Renan apoiou a cabeça com a mão, sentindo uma dor de cabeça, e respondeu em tom grave: "Vamos voltar."
Regis, ao ver o estado dele, já imaginava que a senhora não tinha concordado. Não pôde deixar de sugerir: "Acho que, se o senhor conversar direito com ela, talvez ela acabe concordando, não é?"
"Você conhece bem ela?" Renan lançou-lhe um olhar cortante.
Regis abanou a cabeça repetidas vezes. "Conhecer, não diria... mas pelo tempo que convivi com a senhora, ela me pareceu bem compreensiva."
"Hã, compreensiva?" Renan zombou. "Na minha opinião, é só teimosia."
Regis, sincero, elogiou Katarina: "A senhora é realmente admirável. Gente comum nem chamaria a atenção do Sr. Vasco, mas ela, só com uma obra, conseguiu conquistá-lo, a ponto de ele querer aceitá-la como aluna no mesmo instante. Dá para imaginar o talento que ela tem para a pintura."

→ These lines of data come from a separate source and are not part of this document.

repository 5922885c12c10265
// src/gui/mod.rs
pub mod actions;
pub mod app;
pub mod components;
pub mod progress;

pub use app::run;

"Se a senhora realmente aceitar aprender com o Sr. Vasco, o futuro dela não terá limites." Ele não pôde deixar de suspirar.
"Terminou?" O olhar de Renan parecia capaz de cortar.
Regis percebeu que já tinha falado demais e rapidamente se calou. "Terminei."
Cinco anos de casamento, e ela nunca comentou nada sobre seu talento para a pintura. Agora, de repente, exibia isso para todos verem.
Dizia que o amava. Seria assim a forma dela demonstrar esse amor?
Depois do jantar, Luciano prontamente se ofereceu para lavar a louça.
Katarina voltou ao quarto e começou a planejar sua nova obra.
Afinal, faltava apenas uma semana e o tempo passaria rápido.
Luciano ainda tinha assuntos a resolver. Depois de lavar a louça e se despedir de Katarina, foi embora.
Ele também queria ficar, mas, para poder estar com a irmã por muito tempo, precisava resolver certas coisas agora.
Na manhã seguinte, assim que Katarina saiu do quarto, ouviu barulhos na cozinha.